Armin Greder, The Great Bear (1999)
It is always warming to hear an enthusiastic teacher describe a great book as a 'goldmine'. I find it comforting to imagine them burrowing through the themes, vocabulary and ideas to take their classes to the heart of a book. Teaching that aims to dig below the surface can immerse children in new worlds and, almost inevitably, produces great writing.
Another rich vein of creative possibility for literacy is art and, when tapped in the right way, enhances great writing even further. Indeed, a study of the illustrations or related artwork can often help children capture the mood of or gain insight into a text in a way that when dealing solely with words can be tricky.
It is telling that the above quote comes from the author of the book we are using for this workshop: The Island. In earlier sessions, we examined how artists use colour to convey mood. Read my blog post on that here.

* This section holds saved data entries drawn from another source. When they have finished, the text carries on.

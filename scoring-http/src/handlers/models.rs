use axum::{
    extract::{Path, State},
    response::Json,
};
use tracing::info;

use crate::error::AppError;
use crate::models::{ListModelsResponse, MessageResponse, ModelSummaryResponse};
use crate::server::AppState;

/// Deploy model
///
/// Compiles the request body and publishes it under `id`, replacing any
/// model already deployed there.
#[utoipa::path(
    put,
    path = "/api/v1/models/{id}",
    request_body(content = String, description = "Model source", content_type = "text/plain"),
    responses(
        (status = 200, description = "Model deployed", body = MessageResponse),
        (status = 400, description = "Malformed model source"),
        (status = 500, description = "Internal server error")
    ),
    params(
        ("id" = String, Path, description = "Model identifier")
    )
)]
pub async fn deploy_model(
    State(state): State<AppState>,
    Path(id): Path<String>,
    source: String,
) -> Result<Json<MessageResponse>, AppError> {
    let replaced = state.service.deploy(&id, &source)?;
    let message = if replaced {
        format!("Model {} redeployed", id)
    } else {
        format!("Model {} deployed", id)
    };
    info!("{}", message);
    Ok(Json(MessageResponse::new(message)))
}

/// Undeploy model
#[utoipa::path(
    delete,
    path = "/api/v1/models/{id}",
    responses(
        (status = 200, description = "Model undeployed", body = MessageResponse),
        (status = 404, description = "Model not found")
    ),
    params(
        ("id" = String, Path, description = "Model identifier")
    )
)]
pub async fn undeploy_model(
    State(state): State<AppState>,
    Path(id): Path<String>,
) -> Result<Json<MessageResponse>, AppError> {
    state.service.undeploy(&id)?;
    Ok(Json(MessageResponse::new(format!("Model {} undeployed", id))))
}

/// List models
#[utoipa::path(
    get,
    path = "/api/v1/models",
    responses(
        (status = 200, description = "Deployed model ids", body = ListModelsResponse)
    )
)]
pub async fn list_models(State(state): State<AppState>) -> Json<ListModelsResponse> {
    Json(ListModelsResponse {
        ids: state.service.list_ids(),
    })
}

/// Get model summary
///
/// Returns the active, group, target and output fields of a model.
#[utoipa::path(
    get,
    path = "/api/v1/models/{id}",
    responses(
        (status = 200, description = "Model summary", body = ModelSummaryResponse),
        (status = 404, description = "Model not found"),
        (status = 500, description = "Model could not be introspected")
    ),
    params(
        ("id" = String, Path, description = "Model identifier")
    )
)]
pub async fn get_model(
    State(state): State<AppState>,
    Path(id): Path<String>,
) -> Result<Json<ModelSummaryResponse>, AppError> {
    let summary = state.service.summary(&id)?;
    Ok(Json(summary.into()))
}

In this workshop, I am using art as a means of developing a sense of character perspective. Whereas the writing focuses on 'the man' and his encounter with 'the people', our artwork looks at 'them' and how they might react to this intruder. In this way, the art and writing are different accounts of the same event, looking at each other against a stormy backdrop created through our dramatic seascapes.
Given a choice of charcoal or pen, the children experimented with mark making and shading techniques. It is important to give the children a feel of the materials. The children posed for photographs as stunned islanders, conveying a range of emotions: curiosity, anger, suspicion, fear, revulsion, kindness. Transferring the images using charcoal, the children then used ink or compressed charcoal to add details and shading. Here is a sneak peak of some of their drawings.
These large images (I always prefer children to work in large scale - small pictures can be so fiddly for little hands!) convey the blurry, erratic drawings created by Armin Greder. They give us the perspective of the islanders to this strange arrival.